◆ **DESCRIPTION OF THE TASK**
Below are records; copy every line in them that holds the word "commit".

◆ **DATA EXTRACT**

● ● ● ● ●

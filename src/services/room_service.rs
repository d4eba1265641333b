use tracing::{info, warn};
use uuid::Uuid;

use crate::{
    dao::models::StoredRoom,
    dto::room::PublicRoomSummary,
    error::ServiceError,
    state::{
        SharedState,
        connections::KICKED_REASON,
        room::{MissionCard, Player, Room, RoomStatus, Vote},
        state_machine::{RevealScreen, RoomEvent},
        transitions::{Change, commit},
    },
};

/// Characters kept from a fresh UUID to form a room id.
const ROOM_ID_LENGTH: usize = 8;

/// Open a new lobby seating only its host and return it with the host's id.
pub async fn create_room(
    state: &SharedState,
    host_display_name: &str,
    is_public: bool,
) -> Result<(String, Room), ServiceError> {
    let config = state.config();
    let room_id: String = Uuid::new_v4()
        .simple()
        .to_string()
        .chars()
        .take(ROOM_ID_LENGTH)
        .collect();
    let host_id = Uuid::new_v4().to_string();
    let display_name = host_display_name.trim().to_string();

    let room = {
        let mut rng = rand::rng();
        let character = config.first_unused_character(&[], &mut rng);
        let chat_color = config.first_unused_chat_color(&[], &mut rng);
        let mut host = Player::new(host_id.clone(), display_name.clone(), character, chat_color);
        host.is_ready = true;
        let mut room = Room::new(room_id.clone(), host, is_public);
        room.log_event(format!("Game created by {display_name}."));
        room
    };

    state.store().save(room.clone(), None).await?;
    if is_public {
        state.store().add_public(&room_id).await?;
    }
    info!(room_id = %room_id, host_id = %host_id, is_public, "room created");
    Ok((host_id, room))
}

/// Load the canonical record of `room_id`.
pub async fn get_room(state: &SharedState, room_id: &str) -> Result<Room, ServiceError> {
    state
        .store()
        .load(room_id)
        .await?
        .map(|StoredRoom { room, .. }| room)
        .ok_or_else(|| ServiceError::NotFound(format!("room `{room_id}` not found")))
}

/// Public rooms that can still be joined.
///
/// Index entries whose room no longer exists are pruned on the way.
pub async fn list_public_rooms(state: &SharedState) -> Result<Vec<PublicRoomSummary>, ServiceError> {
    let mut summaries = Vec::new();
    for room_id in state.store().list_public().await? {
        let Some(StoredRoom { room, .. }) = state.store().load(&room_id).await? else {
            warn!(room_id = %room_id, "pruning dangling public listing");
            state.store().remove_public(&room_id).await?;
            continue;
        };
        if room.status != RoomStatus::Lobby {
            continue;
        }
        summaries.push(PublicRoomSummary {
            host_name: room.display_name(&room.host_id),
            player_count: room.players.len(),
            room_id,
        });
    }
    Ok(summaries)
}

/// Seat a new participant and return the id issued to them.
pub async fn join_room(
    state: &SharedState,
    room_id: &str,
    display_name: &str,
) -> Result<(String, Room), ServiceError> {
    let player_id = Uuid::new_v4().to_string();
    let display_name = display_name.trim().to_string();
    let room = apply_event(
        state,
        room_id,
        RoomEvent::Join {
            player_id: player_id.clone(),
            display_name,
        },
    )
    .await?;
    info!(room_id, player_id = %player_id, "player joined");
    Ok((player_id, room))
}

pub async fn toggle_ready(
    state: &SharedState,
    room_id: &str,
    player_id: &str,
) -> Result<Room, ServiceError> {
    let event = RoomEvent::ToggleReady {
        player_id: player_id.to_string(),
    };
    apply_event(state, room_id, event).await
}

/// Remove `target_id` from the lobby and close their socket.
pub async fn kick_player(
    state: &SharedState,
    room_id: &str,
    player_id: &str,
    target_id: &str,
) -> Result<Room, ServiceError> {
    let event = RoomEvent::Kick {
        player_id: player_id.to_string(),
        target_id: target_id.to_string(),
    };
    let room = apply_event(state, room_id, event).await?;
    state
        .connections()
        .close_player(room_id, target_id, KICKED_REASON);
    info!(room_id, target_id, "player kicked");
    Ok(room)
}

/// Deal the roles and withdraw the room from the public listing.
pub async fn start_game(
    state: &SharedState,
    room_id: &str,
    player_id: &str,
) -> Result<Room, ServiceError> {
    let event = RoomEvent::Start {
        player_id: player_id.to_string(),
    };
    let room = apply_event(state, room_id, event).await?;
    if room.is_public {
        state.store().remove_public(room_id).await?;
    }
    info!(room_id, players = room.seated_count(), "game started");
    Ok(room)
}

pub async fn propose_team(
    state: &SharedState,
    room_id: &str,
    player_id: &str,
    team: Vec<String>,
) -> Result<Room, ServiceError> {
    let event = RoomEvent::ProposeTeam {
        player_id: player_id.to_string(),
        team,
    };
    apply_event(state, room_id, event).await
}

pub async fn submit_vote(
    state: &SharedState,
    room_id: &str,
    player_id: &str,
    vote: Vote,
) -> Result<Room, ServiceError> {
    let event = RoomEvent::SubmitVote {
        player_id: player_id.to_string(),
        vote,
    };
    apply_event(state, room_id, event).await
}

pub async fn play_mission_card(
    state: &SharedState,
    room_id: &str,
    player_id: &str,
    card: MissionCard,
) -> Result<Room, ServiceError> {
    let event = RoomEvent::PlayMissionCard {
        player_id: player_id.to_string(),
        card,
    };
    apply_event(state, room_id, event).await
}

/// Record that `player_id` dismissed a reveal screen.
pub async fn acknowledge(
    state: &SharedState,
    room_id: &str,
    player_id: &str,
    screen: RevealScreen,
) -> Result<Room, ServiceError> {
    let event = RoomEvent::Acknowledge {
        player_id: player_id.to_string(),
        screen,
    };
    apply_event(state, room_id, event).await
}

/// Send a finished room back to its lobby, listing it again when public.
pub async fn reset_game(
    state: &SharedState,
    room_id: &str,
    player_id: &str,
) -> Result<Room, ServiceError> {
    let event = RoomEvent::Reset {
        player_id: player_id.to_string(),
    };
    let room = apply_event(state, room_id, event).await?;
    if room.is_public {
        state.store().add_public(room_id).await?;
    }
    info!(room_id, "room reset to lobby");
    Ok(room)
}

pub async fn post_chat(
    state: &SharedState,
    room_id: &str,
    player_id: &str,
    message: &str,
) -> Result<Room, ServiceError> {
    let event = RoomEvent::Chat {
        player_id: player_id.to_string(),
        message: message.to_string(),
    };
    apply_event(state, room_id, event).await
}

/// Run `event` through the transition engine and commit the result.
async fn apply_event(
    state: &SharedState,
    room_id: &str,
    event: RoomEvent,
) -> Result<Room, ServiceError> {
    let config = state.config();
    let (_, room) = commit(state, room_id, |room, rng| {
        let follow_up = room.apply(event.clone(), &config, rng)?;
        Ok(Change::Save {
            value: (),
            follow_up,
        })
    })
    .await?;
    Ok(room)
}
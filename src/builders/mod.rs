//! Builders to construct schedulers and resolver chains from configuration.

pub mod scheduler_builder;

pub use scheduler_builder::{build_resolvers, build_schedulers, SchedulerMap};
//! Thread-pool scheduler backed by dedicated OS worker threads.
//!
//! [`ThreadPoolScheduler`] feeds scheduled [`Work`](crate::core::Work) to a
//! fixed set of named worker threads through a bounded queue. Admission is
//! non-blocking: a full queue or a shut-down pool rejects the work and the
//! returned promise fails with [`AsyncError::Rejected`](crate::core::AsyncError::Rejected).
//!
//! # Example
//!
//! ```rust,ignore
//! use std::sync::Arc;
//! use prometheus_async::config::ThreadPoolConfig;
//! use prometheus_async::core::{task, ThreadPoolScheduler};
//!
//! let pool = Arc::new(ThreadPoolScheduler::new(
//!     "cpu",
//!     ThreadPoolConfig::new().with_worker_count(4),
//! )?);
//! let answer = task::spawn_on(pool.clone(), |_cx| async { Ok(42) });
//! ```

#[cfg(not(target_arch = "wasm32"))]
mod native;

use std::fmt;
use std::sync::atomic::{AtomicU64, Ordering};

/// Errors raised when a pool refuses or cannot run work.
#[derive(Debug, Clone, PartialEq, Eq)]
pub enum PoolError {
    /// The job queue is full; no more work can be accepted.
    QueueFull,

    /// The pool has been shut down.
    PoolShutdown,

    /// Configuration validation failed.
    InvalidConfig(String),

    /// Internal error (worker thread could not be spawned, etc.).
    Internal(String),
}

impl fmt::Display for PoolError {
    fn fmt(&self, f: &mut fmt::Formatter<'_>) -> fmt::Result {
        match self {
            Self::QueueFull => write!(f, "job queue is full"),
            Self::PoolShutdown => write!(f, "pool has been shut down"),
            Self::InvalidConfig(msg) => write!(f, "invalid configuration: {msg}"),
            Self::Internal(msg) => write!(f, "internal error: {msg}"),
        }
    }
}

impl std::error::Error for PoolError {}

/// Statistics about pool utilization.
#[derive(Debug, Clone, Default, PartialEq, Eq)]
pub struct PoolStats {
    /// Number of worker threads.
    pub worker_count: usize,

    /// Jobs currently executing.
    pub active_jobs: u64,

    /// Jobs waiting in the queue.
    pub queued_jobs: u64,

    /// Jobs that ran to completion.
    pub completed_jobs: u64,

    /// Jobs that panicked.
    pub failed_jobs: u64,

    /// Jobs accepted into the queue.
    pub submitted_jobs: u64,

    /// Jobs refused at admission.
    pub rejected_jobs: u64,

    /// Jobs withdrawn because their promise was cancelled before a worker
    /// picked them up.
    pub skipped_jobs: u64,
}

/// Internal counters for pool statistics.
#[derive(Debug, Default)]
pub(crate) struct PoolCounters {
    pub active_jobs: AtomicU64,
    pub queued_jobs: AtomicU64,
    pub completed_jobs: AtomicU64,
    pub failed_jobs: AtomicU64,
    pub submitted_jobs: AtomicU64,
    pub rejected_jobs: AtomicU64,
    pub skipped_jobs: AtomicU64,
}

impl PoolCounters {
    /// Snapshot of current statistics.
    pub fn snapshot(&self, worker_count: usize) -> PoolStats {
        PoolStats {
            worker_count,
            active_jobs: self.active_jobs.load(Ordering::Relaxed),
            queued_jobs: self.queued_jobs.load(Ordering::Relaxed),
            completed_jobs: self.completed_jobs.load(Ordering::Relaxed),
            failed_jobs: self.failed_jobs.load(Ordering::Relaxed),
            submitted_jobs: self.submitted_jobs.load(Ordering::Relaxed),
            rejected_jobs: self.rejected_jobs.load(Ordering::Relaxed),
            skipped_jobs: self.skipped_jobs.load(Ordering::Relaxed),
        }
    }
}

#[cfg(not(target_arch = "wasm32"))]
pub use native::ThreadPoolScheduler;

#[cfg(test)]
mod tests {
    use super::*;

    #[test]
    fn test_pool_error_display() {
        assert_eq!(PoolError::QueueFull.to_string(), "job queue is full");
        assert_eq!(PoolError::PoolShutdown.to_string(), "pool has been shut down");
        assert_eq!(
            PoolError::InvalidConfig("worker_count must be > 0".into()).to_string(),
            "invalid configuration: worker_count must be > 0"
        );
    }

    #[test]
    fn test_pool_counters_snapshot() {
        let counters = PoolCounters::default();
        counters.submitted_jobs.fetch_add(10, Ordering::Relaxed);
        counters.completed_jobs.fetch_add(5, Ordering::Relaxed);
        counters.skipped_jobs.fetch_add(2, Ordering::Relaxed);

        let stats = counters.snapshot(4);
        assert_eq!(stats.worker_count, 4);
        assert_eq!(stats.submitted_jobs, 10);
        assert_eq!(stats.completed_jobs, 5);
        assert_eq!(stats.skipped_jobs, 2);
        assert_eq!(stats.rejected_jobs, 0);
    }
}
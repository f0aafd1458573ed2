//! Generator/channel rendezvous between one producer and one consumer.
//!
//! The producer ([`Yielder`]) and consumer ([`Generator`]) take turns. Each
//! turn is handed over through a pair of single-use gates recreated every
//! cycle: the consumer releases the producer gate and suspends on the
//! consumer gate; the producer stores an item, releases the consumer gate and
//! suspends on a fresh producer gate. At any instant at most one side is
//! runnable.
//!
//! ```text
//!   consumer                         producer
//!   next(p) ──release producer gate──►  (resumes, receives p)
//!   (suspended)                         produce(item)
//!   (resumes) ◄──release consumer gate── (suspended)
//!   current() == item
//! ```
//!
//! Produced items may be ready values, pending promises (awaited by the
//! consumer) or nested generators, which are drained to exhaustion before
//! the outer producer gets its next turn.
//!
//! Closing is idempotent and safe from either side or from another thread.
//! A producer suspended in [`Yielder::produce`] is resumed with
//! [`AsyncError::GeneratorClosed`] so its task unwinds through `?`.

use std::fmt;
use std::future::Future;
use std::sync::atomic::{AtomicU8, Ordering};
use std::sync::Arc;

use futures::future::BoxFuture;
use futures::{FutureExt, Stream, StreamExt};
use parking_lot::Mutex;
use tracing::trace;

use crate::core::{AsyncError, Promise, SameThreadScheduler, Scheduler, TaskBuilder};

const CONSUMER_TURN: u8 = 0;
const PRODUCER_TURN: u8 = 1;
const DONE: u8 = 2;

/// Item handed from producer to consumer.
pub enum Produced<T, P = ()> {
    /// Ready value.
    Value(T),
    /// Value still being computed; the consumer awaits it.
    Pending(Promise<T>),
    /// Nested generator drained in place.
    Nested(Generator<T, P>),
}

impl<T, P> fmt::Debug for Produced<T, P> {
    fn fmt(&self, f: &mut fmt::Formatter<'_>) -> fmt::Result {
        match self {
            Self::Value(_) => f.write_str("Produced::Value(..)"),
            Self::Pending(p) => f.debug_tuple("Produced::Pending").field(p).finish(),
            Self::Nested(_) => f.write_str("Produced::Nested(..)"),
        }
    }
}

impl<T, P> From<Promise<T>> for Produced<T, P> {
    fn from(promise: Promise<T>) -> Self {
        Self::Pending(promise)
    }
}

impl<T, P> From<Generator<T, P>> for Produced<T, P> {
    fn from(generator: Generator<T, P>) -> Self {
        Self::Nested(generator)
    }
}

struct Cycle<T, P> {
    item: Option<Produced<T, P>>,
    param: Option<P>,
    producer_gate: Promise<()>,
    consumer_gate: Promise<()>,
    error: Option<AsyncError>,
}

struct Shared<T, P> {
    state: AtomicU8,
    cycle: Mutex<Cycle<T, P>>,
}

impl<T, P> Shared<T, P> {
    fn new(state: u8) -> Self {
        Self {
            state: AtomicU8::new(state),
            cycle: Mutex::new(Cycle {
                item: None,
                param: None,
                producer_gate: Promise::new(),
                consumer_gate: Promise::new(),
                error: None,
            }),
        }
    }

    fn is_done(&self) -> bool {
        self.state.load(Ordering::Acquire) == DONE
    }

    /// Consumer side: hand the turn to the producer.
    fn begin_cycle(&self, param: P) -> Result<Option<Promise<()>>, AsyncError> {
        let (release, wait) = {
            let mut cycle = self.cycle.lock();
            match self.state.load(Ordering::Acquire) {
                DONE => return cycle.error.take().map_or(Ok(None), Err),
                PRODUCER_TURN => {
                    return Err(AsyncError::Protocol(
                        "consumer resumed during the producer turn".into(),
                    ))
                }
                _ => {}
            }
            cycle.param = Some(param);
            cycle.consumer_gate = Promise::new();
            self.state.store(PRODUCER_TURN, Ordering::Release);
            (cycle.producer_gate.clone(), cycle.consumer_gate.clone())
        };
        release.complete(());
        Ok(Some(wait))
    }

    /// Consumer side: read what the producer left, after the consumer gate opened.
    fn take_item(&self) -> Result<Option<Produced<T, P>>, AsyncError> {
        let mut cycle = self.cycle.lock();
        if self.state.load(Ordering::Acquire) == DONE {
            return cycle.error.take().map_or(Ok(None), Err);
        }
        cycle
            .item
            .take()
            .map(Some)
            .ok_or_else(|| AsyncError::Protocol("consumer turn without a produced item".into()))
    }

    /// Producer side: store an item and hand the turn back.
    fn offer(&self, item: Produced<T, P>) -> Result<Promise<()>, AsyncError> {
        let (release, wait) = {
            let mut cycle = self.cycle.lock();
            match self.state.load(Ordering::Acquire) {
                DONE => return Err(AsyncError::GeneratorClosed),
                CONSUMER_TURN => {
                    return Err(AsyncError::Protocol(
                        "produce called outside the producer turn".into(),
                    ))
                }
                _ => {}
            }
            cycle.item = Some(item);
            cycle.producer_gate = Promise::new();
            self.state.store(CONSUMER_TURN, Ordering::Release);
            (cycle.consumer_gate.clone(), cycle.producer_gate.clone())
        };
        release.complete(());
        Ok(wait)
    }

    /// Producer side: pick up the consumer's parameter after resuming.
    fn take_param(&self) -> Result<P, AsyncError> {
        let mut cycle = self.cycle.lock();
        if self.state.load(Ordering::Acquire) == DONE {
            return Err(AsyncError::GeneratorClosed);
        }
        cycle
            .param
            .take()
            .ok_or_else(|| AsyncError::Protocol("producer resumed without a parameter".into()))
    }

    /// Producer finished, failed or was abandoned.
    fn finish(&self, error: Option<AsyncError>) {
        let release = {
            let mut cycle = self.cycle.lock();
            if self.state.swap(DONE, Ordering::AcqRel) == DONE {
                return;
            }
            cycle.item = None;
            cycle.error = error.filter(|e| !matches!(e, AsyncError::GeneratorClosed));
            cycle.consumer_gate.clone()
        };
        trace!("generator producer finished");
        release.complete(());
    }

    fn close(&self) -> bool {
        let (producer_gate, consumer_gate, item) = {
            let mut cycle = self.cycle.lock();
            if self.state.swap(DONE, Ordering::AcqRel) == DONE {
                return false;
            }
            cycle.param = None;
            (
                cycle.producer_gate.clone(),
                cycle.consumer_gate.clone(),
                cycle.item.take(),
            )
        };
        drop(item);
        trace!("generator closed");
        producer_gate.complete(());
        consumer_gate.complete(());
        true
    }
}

● ● ● ● ●

◆ **EXERCISE RESULT**
        transitions::{Change, commit},
/// Run `event` through the transition engine and commit the result.
    let (_, room) = commit(state, room_id, |room, rng| {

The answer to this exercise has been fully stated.